On the evening of the 21st the division moved by the left, via Guiney's Station and Pisgah Church, to the North Anna River, at a point called Jericho Bridge, arriving at this point at 11 p. m. on the 23d, and going into camp on the west bank.
The next morning at daylight crossed the North Anna and went into position on the left of the Fifth Corps, connecting on the right with Bartlett's brigade, Griffin's division. The First and Third Brigades were sent to the support of General Crawford's division, of the Fifth Corps.
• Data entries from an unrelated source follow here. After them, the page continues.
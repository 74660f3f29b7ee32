use ratatui::style::Color;

pub const ROSE: Color = Color::Rgb(0xf4, 0x3f, 0x5e);
pub const INDIGO: Color = Color::Rgb(0x81, 0x8c, 0xf8);
pub const AMBER: Color = Color::Rgb(0xfb, 0xbf, 0x24);
pub const GLOBAL_BORDER: Color = Color::Rgb(0x40, 0x40, 0x40);
pub const HEADER_TEXT: Color = Color::Rgb(0xe5, 0xe5, 0xe5);
pub const BODY_TEXT: Color = Color::Rgb(0xcb, 0xd5, 0xe1);
pub const MUTED_TEXT: Color = Color::Rgb(0x6b, 0x72, 0x80);
pub const POPUP_BORDER: Color = Color::Rgb(0xe5, 0xe5, 0xe5);
pub const ACTIVE_HIGHLIGHT: Color = Color::Rgb(0x26, 0x26, 0x26);

/// Confetti palette used by the hero and message screens.
pub const CONFETTI_PALETTE: [Color; 5] = [
    Color::Rgb(0xff, 0x7a, 0xa2),
    Color::Rgb(0xff, 0xe6, 0x80),
    Color::Rgb(0x7d, 0xd3, 0xfc),
    Color::Rgb(0xa7, 0xf3, 0xd0),
    Color::Rgb(0xff, 0xd6, 0xe0),
];

/// Bolder palette for the final surprise.
pub const SURPRISE_PALETTE: [Color; 5] = [
    Color::Rgb(0xfb, 0x71, 0x85),
    Color::Rgb(0xf9, 0x73, 0x16),
    Color::Rgb(0x22, 0xc5, 0x5e),
    Color::Rgb(0x38, 0xbd, 0xf8),
    Color::Rgb(0xa8, 0x55, 0xf7),
];
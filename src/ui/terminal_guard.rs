use crossterm::cursor::{Hide, Show};
use crossterm::event::{DisableMouseCapture, EnableMouseCapture};
use crossterm::terminal::{
    disable_raw_mode, enable_raw_mode, EnterAlternateScreen, LeaveAlternateScreen,
};
use crossterm::ExecutableCommand;
use ratatui::backend::CrosstermBackend;
use ratatui::Terminal;
use std::io::{self, Stdout};
use std::sync::{Arc, Mutex};

pub struct TerminalGuard {
    cleanup: Arc<Mutex<Option<Box<dyn FnOnce() + Send + 'static>>>>,
}

impl TerminalGuard {
    fn new() -> Self {
        Self {
            cleanup: Arc::new(Mutex::new(None)),
        }
    }

    fn set_cleanup<F: FnOnce() + Send + 'static>(&self, cleanup: F) {
        if let Ok(mut slot) = self.cleanup.lock() {
            *slot = Some(Box::new(cleanup));
        }
    }

    fn install_panic_hook(&self) {
        let cleanup = Arc::clone(&self.cleanup);
        let default_hook = std::panic::take_hook();
        std::panic::set_hook(Box::new(move |info| {
            if let Ok(mut slot) = cleanup.lock() {
                if let Some(cleanup) = slot.take() {
                    cleanup();
                }
            }
            default_hook(info);
        }));
    }

    fn restore(&self) {
        if let Ok(mut slot) = self.cleanup.lock() {
            if let Some(cleanup) = slot.take() {
                cleanup();
            }
        }
    }
}

impl Drop for TerminalGuard {
    fn drop(&mut self) {
        self.restore();
    }
}

pub fn setup_terminal() -> io::Result<(Terminal<CrosstermBackend<Stdout>>, TerminalGuard)> {
    enable_raw_mode()?;
    let mut stdout = io::stdout();
    stdout.execute(EnterAlternateScreen)?;
    stdout.execute(EnableMouseCapture)?;
    stdout.execute(Hide)?;

    let backend = CrosstermBackend::new(stdout);
    let terminal = Terminal::new(backend)?;
    let guard = TerminalGuard::new();
    guard.set_cleanup(|| {
        let _ = disable_raw_mode();
        let mut stdout = io::stdout();
        let _ = stdout.execute(DisableMouseCapture);
        let _ = stdout.execute(LeaveAlternateScreen);
        let _ = stdout.execute(Show);
    });
    guard.install_panic_hook();

    Ok((terminal, guard))
}
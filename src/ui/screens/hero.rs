//! Hero screen: greeting on the left, auto-playing slideshow on the
//! right. The slideshow pauses while the pointer rests on it and
//! suspends after manual navigation.

use ratatui::layout::{Alignment, Rect};
use ratatui::style::{Modifier, Style};
use ratatui::text::{Line, Span};
use ratatui::widgets::{Block, Borders, Paragraph, Wrap};
use ratatui::Frame;

use crate::ui::app::App;
use crate::ui::layout::hero_slideshow_rect;
use crate::ui::screens::render_photo;
use crate::ui::theme::{BODY_TEXT, GLOBAL_BORDER, MUTED_TEXT, ROSE};

pub fn render(frame: &mut Frame<'_>, body: Rect, app: &App) {
    let slideshow = hero_slideshow_rect(body);
    let text_width = slideshow
        .x
        .saturating_sub(body.x)
        .saturating_sub(2)
        .min(body.width);
    let text_area = Rect {
        x: body.x + 2,
        y: body.y + body.height.saturating_sub(body.height.min(14)) / 2,
        width: text_width,
        height: body.height.min(14),
    };

    let hero = &app.config().hero;
    let mut lines = vec![
        Line::styled(
            format!("✦ {} ✦", hero.headline),
            Style::default().fg(ROSE).add_modifier(Modifier::BOLD),
        ),
        Line::styled(
            app.config().recipient.clone(),
            Style::default().fg(ROSE).add_modifier(Modifier::BOLD),
        ),
        Line::from(""),
        Line::styled(hero.greeting.clone(), Style::default().fg(BODY_TEXT)),
    ];
    if !hero.verse.is_empty() {
        lines.push(Line::from(""));
        lines.push(Line::styled(
            hero.verse.clone(),
            Style::default().fg(MUTED_TEXT).add_modifier(Modifier::ITALIC),
        ));
    }
    frame.render_widget(
        Paragraph::new(lines).wrap(Wrap { trim: true }),
        text_area,
    );

    render_slideshow(frame, slideshow, app);
}

fn render_slideshow(frame: &mut Frame<'_>, area: Rect, app: &App) {
    if area.width < 8 || area.height < 6 {
        return;
    }
    let carousel = app.hero_slideshow();
    let photos = &app.config().hero.photos;
    let title = if carousel.held { "Memories (paused)" } else { "Memories" };
    let block = Block::default()
        .title(Span::styled(title, Style::default().fg(ROSE)))
        .borders(Borders::ALL)
        .border_style(Style::default().fg(GLOBAL_BORDER));
    let inner = block.inner(area);
    frame.render_widget(block, area);

    let photo_area = Rect {
        x: inner.x,
        y: inner.y,
        width: inner.width,
        height: inner.height.saturating_sub(1),
    };
    if let Some(photo) = photos.get(carousel.current) {
        let badge = format!("{}/{}", carousel.current + 1, carousel.len);
        render_photo(frame, photo_area, photo, Some(badge));
    }

    // Dot indicators, one per photo, the current one filled.
    let dots: Vec<Span> = (0..carousel.len)
        .flat_map(|i| {
            let dot = if i == carousel.current {
                Span::styled("●", Style::default().fg(ROSE))
            } else {
                Span::styled("○", Style::default().fg(MUTED_TEXT))
            };
            [dot, Span::raw(" ")]
        })
        .collect();
    let dots_area = Rect {
        x: inner.x,
        y: inner.y + inner.height.saturating_sub(1),
        width: inner.width,
        height: 1,
    };
    frame.render_widget(
        Paragraph::new(Line::from(dots)).alignment(Alignment::Center),
        dots_area,
    );
}
//! Timed carousel: an index over a fixed item sequence with
//! auto-advance, manual navigation and interaction cooldown.
//!
//! Every rotating element in the card (hero slideshow, wish rotation,
//! modal photo strip, lightbox) is one `CarouselState` instance with
//! its own period and cooldown.

mod intent;
mod reducer;
mod state;

pub use intent::CarouselIntent;
pub use reducer::CarouselReducer;
pub use state::{Autoplay, CarouselState};
//! Base trait for intents (user/timer actions) in MVI architecture.

/// Marker trait for intent objects.
///
/// Intents represent:
/// - User actions (key presses, gestures)
/// - Timer events (autoplay ticks, reveal ticks)
/// - Navigation events
///
/// Intents are processed by reducers to produce new states.
pub trait Intent: Send + 'static {}
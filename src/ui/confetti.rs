//! Ephemeral confetti bursts.
//!
//! A burst synchronously creates a batch of particle records with
//! randomized trajectories; the whole batch is discarded once its
//! lifetime elapses. Bursts are fire-and-forget: the registry lives on
//! the app and is pruned on every tick, so particles are cleaned up on
//! schedule even when the screen that fired them has been left.
//! Bursts never interact with each other.

use std::time::{Duration, Instant};

use rand::Rng;
use ratatui::style::Color;

/// One piece of confetti.
///
/// Geometry is resolution-independent: horizontal position is a
/// percentage of the surface width, vertical positions are rows. The
/// trajectory (fall distance, spin) is fixed at spawn; rendering
/// interpolates along it by burst progress.
#[derive(Debug, Clone, PartialEq)]
pub struct Particle {
    pub color: Color,
    pub column_pct: f32,
    pub start_row: f32,
    /// Rows fallen over the full lifetime.
    pub fall: f32,
    /// Initial orientation in degrees.
    pub rotation: f32,
    /// Degrees turned over the full lifetime (either direction).
    pub spin: f32,
}

#[derive(Debug, Clone, PartialEq)]
struct Burst {
    spawned: Instant,
    lifetime: Duration,
    particles: Vec<Particle>,
}

/// A particle resolved to a surface position for drawing.
#[derive(Debug, Clone, Copy, PartialEq)]
pub struct RenderedParticle {
    pub column: u16,
    pub row: u16,
    pub color: Color,
    pub glyph: &'static str,
    /// Set in the last third of the particle's life; drawn dimmed as
    /// the terminal stand-in for fading out.
    pub fading: bool,
}

const GLYPHS: [&str; 4] = ["▪", "▫", "▰", "▴"];

/// Registry of live bursts.
#[derive(Debug, Clone, Default, PartialEq)]
pub struct ConfettiField {
    bursts: Vec<Burst>,
}

impl ConfettiField {
    /// Fire a burst of `count` particles drawn from `palette`.
    ///
    /// Colors cycle through the palette; everything else is sampled
    /// from the ranges the card's visual language uses (upper band
    /// spawn, downward fall, a turn or two of spin).
    pub fn burst(
        &mut self,
        count: usize,
        lifetime: Duration,
        palette: &[Color],
        now: Instant,
        rng: &mut impl Rng,
    ) {
        if count == 0 || palette.is_empty() {
            return;
        }
        let particles = (0..count)
            .map(|i| Particle {
                color: palette[i % palette.len()],
                column_pct: rng.random_range(8.0..92.0),
                start_row: rng.random_range(0.0..4.0),
                fall: rng.random_range(8.0..18.0),
                rotation: rng.random_range(0.0..360.0),
                spin: rng.random_range(-720.0..720.0),
            })
            .collect();
        self.bursts.push(Burst {
            spawned: now,
            lifetime,
            particles,
        });
    }

    /// Drop every burst whose lifetime has elapsed. Idempotent.
    pub fn prune(&mut self, now: Instant) {
        self.bursts
            .retain(|burst| now.duration_since(burst.spawned) < burst.lifetime);
    }

    pub fn is_empty(&self) -> bool {
        self.bursts.is_empty()
    }

    /// Particles currently alive across all bursts.
    pub fn particle_count(&self) -> usize {
        self.bursts.iter().map(|b| b.particles.len()).sum()
    }

    /// Resolve every live particle to a position on a surface of
    /// `width` x `height` cells at time `now`. Particles that have
    /// fallen off the surface are skipped.
    pub fn rendered(&self, now: Instant, width: u16, height: u16) -> Vec<RenderedParticle> {
        if width == 0 || height == 0 {
            return Vec::new();
        }
        let mut out = Vec::new();
        for burst in &self.bursts {
            let elapsed = now.duration_since(burst.spawned);
            if elapsed >= burst.lifetime {
                continue;
            }
            let progress = elapsed.as_secs_f32() / burst.lifetime.as_secs_f32();
            // Ease-out: fast initial scatter settling into drift.
            let eased = 1.0 - (1.0 - progress) * (1.0 - progress);
            for particle in &burst.particles {
                let row = particle.start_row + particle.fall * eased;
                if row >= f32::from(height) {
                    continue;
                }
                let column = (particle.column_pct / 100.0 * f32::from(width.saturating_sub(1)))
                    .round() as u16;
                let angle = particle.rotation + particle.spin * progress;
                let glyph =
                    GLYPHS[(angle.rem_euclid(360.0) / 90.0) as usize % GLYPHS.len()];
                out.push(RenderedParticle {
                    column: column.min(width - 1),
                    row: row as u16,
                    color: particle.color,
                    glyph,
                    fading: progress > 0.66,
                });
            }
        }
        out
    }
}

#[cfg(test)]
mod tests {
    use super::*;
    use rand::rngs::StdRng;
    use rand::SeedableRng;

    const LIFETIME: Duration = Duration::from_millis(1400);
    const PALETTE: [Color; 3] = [
        Color::Rgb(0xff, 0x7a, 0xa2),
        Color::Rgb(0xff, 0xe6, 0x80),
        Color::Rgb(0x7d, 0xd3, 0xfc),
    ];

    fn rng() -> StdRng {
        StdRng::seed_from_u64(7)
    }

    #[test]
    fn burst_creates_exactly_count_particles() {
        let mut field = ConfettiField::default();
        field.burst(36, LIFETIME, &PALETTE, Instant::now(), &mut rng());
        assert_eq!(field.particle_count(), 36);
    }

    #[test]
    fn colors_cycle_through_palette() {
        let mut field = ConfettiField::default();
        field.burst(7, LIFETIME, &PALETTE, Instant::now(), &mut rng());
        let rendered = field.rendered(Instant::now(), 80, 24);
        assert_eq!(rendered[0].color, PALETTE[0]);
        assert_eq!(rendered[3].color, PALETTE[0]);
        assert_eq!(rendered[4].color, PALETTE[1]);
    }

    #[test]
    fn zero_count_burst_is_noop() {
        let mut field = ConfettiField::default();
        field.burst(0, LIFETIME, &PALETTE, Instant::now(), &mut rng());
        assert!(field.is_empty());
    }

    #[test]
    fn prune_removes_expired_burst_entirely() {
        let now = Instant::now();
        let mut field = ConfettiField::default();
        field.burst(20, LIFETIME, &PALETTE, now, &mut rng());
        field.prune(now + LIFETIME);
        assert_eq!(field.particle_count(), 0);
        assert!(field.is_empty());
    }

    #[test]
    fn prune_is_idempotent() {
        let now = Instant::now();
        let mut field = ConfettiField::default();
        field.burst(5, LIFETIME, &PALETTE, now, &mut rng());
        field.prune(now + LIFETIME);
        field.prune(now + LIFETIME * 2);
        assert!(field.is_empty());
    }

    #[test]
    fn concurrent_bursts_expire_independently() {
        let now = Instant::now();
        let later = now + Duration::from_millis(600);
        let mut field = ConfettiField::default();
        field.burst(10, LIFETIME, &PALETTE, now, &mut rng());
        field.burst(16, LIFETIME, &PALETTE, later, &mut rng());
        // First burst over, second still live.
        field.prune(now + LIFETIME);
        assert_eq!(field.particle_count(), 16);
        // Both over.
        field.prune(later + LIFETIME);
        assert!(field.is_empty());
    }

    #[test]
    fn rendered_skips_expired_bursts_even_before_prune() {
        let now = Instant::now();
        let mut field = ConfettiField::default();
        field.burst(12, LIFETIME, &PALETTE, now, &mut rng());
        assert!(field.rendered(now + LIFETIME, 80, 24).is_empty());
    }

    #[test]
    fn rendered_positions_stay_on_surface() {
        let now = Instant::now();
        let mut field = ConfettiField::default();
        field.burst(40, LIFETIME, &PALETTE, now, &mut rng());
        for offset in [0u64, 300, 700, 1100] {
            let at = now + Duration::from_millis(offset);
            for particle in field.rendered(at, 60, 18) {
                assert!(particle.column < 60);
                assert!(particle.row < 18);
            }
        }
    }

    #[test]
    fn rendered_on_empty_surface_is_empty() {
        let now = Instant::now();
        let mut field = ConfettiField::default();
        field.burst(12, LIFETIME, &PALETTE, now, &mut rng());
        assert!(field.rendered(now, 0, 0).is_empty());
    }

    #[test]
    fn particles_fall_downward_over_time() {
        let now = Instant::now();
        let mut field = ConfettiField::default();
        field.burst(1, LIFETIME, &PALETTE, now, &mut rng());
        let early = field.rendered(now + Duration::from_millis(100), 80, 40);
        let late = field.rendered(now + Duration::from_millis(1200), 80, 40);
        if let (Some(a), Some(b)) = (early.first(), late.first()) {
            assert!(b.row >= a.row);
            assert!(b.fading);
            assert!(!a.fading);
        }
    }
}
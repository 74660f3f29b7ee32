use std::fs;
use std::path::{Path, PathBuf};
use thiserror::Error;

use crate::config::types::CardConfig;

/// Errors that can occur when loading a card definition.
#[derive(Debug, Error)]
pub enum ConfigError {
    #[error("Failed to read card file '{path}': {source}")]
    ReadError {
        path: PathBuf,
        #[source]
        source: std::io::Error,
    },

    #[error("Failed to parse card file '{path}': {source}")]
    ParseError {
        path: PathBuf,
        #[source]
        source: toml::de::Error,
    },

    #[error("Card validation failed: {message}")]
    ValidationError { message: String },
}

impl CardConfig {
    /// Returns the path to the default card file.
    ///
    /// Uses `~/.config/keepsake/card.toml` on Unix/macOS, or the
    /// platform equivalent via `dirs::config_dir()`. Falls back to the
    /// current directory if no config dir is available.
    pub fn config_path() -> PathBuf {
        let config_dir = dirs::config_dir().unwrap_or_else(|| PathBuf::from("."));
        config_dir.join("keepsake").join("card.toml")
    }

    /// Loads the card from the default card file.
    ///
    /// - If the file doesn't exist, returns the built-in sample card.
    /// - If the file exists, parses it as TOML and validates.
    pub fn load() -> Result<Self, ConfigError> {
        let path = Self::config_path();
        if !path.exists() {
            return Ok(CardConfig::default());
        }
        Self::load_from(&path)
    }

    /// Loads and validates the card at `path`.
    pub fn load_from(path: &Path) -> Result<Self, ConfigError> {
        let content = fs::read_to_string(path).map_err(|e| ConfigError::ReadError {
            path: path.to_path_buf(),
            source: e,
        })?;

        let config: CardConfig = toml::from_str(&content).map_err(|e| ConfigError::ParseError {
            path: path.to_path_buf(),
            source: e,
        })?;

        config.validate()?;
        Ok(config)
    }

    /// Validates the card.
    ///
    /// Every carousel needs at least one item and every timer a
    /// non-zero period; an empty letter is allowed (the reveal is
    /// simply already complete).
    pub fn validate(&self) -> Result<(), ConfigError> {
        if self.hero.photos.is_empty() {
            return Err(ConfigError::ValidationError {
                message: "hero needs at least one photo".to_string(),
            });
        }
        if self.message.wishes.is_empty() {
            return Err(ConfigError::ValidationError {
                message: "message needs at least one wish".to_string(),
            });
        }
        if self.message.photos.is_empty() {
            return Err(ConfigError::ValidationError {
                message: "message needs at least one photo".to_string(),
            });
        }
        if self.gallery.photos.is_empty() {
            return Err(ConfigError::ValidationError {
                message: "gallery needs at least one photo".to_string(),
            });
        }

        let timing = &self.timing;
        let periods = [
            ("timing.hero_period_ms", timing.hero_period_ms),
            ("timing.photo_period_ms", timing.photo_period_ms),
            ("timing.wish_period_ms", timing.wish_period_ms),
            ("timing.type_tick_ms", timing.type_tick_ms),
        ];
        for (name, value) in periods {
            if value == 0 {
                return Err(ConfigError::ValidationError {
                    message: format!("{name} must be greater than zero"),
                });
            }
        }

        Ok(())
    }
}

#[cfg(test)]
mod tests {
    use super::*;

    #[test]
    fn default_card_validates() {
        assert!(CardConfig::default().validate().is_ok());
    }

    #[test]
    fn empty_gallery_fails_validation() {
        let mut config = CardConfig::default();
        config.gallery.photos.clear();
        assert!(matches!(
            config.validate(),
            Err(ConfigError::ValidationError { .. })
        ));
    }

    #[test]
    fn zero_period_fails_validation() {
        let mut config = CardConfig::default();
        config.timing.type_tick_ms = 0;
        assert!(matches!(
            config.validate(),
            Err(ConfigError::ValidationError { .. })
        ));
    }
}
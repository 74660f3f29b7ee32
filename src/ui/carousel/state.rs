//! State for a timed carousel.

use std::time::{Duration, Instant};

use crate::ui::mvi::UiState;

/// Autoplay portion of the carousel state machine.
///
/// Modeled explicitly so the suspend/resume dance around user
/// interaction is a pure transition instead of timer juggling:
/// a running carousel carries its next due instant, a suspended one
/// carries the end of the cooldown window and whether autoplay should
/// come back once the window closes.
#[derive(Debug, Clone, Copy, PartialEq, Eq, Default)]
pub enum Autoplay {
    /// No automatic advance.
    #[default]
    Stopped,
    /// Advancing every period; `next_due` is the next scheduled advance.
    Running { next_due: Instant },
    /// Cooling down after a user interaction. `resume_running` records
    /// whether autoplay was on before the interaction; only then does
    /// it come back when `until` passes.
    Suspended { until: Instant, resume_running: bool },
}

/// A carousel over `len` items.
///
/// The item contents live with the screen that owns the carousel (they
/// are fixed for its lifetime); the state machine only needs the count.
/// Invariant: `current < len` whenever `len > 0`.
#[derive(Debug, Clone, PartialEq, Eq, Default)]
pub struct CarouselState {
    pub len: usize,
    pub current: usize,
    /// Interval between automatic advances.
    pub period: Duration,
    /// How long autoplay stays suspended after a user interaction.
    pub cooldown: Duration,
    /// While held (pointer resting on the view), ticks reschedule
    /// instead of advancing. Distinct from suspension: holding never
    /// turns autoplay off, it just freezes the schedule.
    pub held: bool,
    pub autoplay: Autoplay,
}

impl UiState for CarouselState {}

impl CarouselState {
    pub fn new(len: usize, period: Duration, cooldown: Duration) -> Self {
        Self {
            len,
            current: 0,
            period,
            cooldown,
            held: false,
            autoplay: Autoplay::Stopped,
        }
    }

    /// Same as [`CarouselState::new`] with autoplay already running.
    pub fn autoplaying(len: usize, period: Duration, cooldown: Duration, now: Instant) -> Self {
        Self {
            autoplay: Autoplay::Running {
                next_due: now + period,
            },
            ..Self::new(len, period, cooldown)
        }
    }

    pub fn is_running(&self) -> bool {
        matches!(self.autoplay, Autoplay::Running { .. })
    }

    pub fn is_suspended(&self) -> bool {
        matches!(self.autoplay, Autoplay::Suspended { .. })
    }

    /// Indices adjacent to the current item (previous, next), for
    /// eagerly warming per-item data. `None` on an empty carousel.
    pub fn neighbors(&self) -> Option<(usize, usize)> {
        if self.len == 0 {
            return None;
        }
        let prev = (self.current + self.len - 1) % self.len;
        let next = (self.current + 1) % self.len;
        Some((prev, next))
    }
}
use std::time::{Duration, Instant};

use keepsake::ui::confetti::ConfettiField;
use keepsake::ui::theme::{CONFETTI_PALETTE, SURPRISE_PALETTE};
use rand::rngs::StdRng;
use rand::SeedableRng;

const LIFETIME: Duration = Duration::from_millis(1400);

fn rng() -> StdRng {
    StdRng::seed_from_u64(42)
}

#[test]
fn burst_spawns_exactly_count_particles() {
    let mut field = ConfettiField::default();
    field.burst(26, LIFETIME, &SURPRISE_PALETTE, Instant::now(), &mut rng());
    assert_eq!(field.particle_count(), 26);
}

#[test]
fn zero_particles_survive_the_lifetime() {
    let t0 = Instant::now();
    let mut field = ConfettiField::default();
    field.burst(36, LIFETIME, &CONFETTI_PALETTE, t0, &mut rng());
    assert_eq!(field.particle_count(), 36);

    field.prune(t0 + LIFETIME);
    assert_eq!(field.particle_count(), 0);
}

#[test]
fn pruning_repeatedly_is_idempotent() {
    let t0 = Instant::now();
    let mut field = ConfettiField::default();
    field.burst(10, LIFETIME, &CONFETTI_PALETTE, t0, &mut rng());
    field.prune(t0 + LIFETIME);
    field.prune(t0 + LIFETIME);
    field.prune(t0 + LIFETIME * 3);
    assert!(field.is_empty());
}

#[test]
fn repeated_bursts_are_independent() {
    let t0 = Instant::now();
    let mut field = ConfettiField::default();
    field.burst(36, Duration::from_millis(1900), &CONFETTI_PALETTE, t0, &mut rng());
    field.burst(
        26,
        Duration::from_millis(1500),
        &SURPRISE_PALETTE,
        t0 + Duration::from_millis(1000),
        &mut rng(),
    );
    assert_eq!(field.particle_count(), 62);

    // The first burst dies at t=1900; the second lives until t=2500.
    field.prune(t0 + Duration::from_millis(1900));
    assert_eq!(field.particle_count(), 26);
    field.prune(t0 + Duration::from_millis(2500));
    assert!(field.is_empty());
}

#[test]
fn pruning_mid_life_keeps_the_burst() {
    let t0 = Instant::now();
    let mut field = ConfettiField::default();
    field.burst(18, LIFETIME, &CONFETTI_PALETTE, t0, &mut rng());
    field.prune(t0 + Duration::from_millis(700));
    assert_eq!(field.particle_count(), 18);
}

#[test]
fn rendered_particles_fit_the_surface_at_every_age() {
    let t0 = Instant::now();
    let mut field = ConfettiField::default();
    field.burst(50, LIFETIME, &CONFETTI_PALETTE, t0, &mut rng());
    for ms in (0..1400).step_by(100) {
        for particle in field.rendered(t0 + Duration::from_millis(ms), 120, 30) {
            assert!(particle.column < 120);
            assert!(particle.row < 30);
        }
    }
}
At 8 o'clock on the morning of the 24th moved to the right and front, along the Virginia Central Railroad, destroying it. During the day the division destroyed some 8 miles of the railroad, and at dark went into position on the right of the Second Division of the corps.
At daylight on the 26th the division was detached from the corps, recrossed the North Anna at Jericho Bridge, and moved with the trains to Chesterfield Station; from there by a forced march by night to Hamilton, crossing the Pamunkey River about 11 a. m. on the morning of the 27th, and joined the cavalry under Major-General Sheridan.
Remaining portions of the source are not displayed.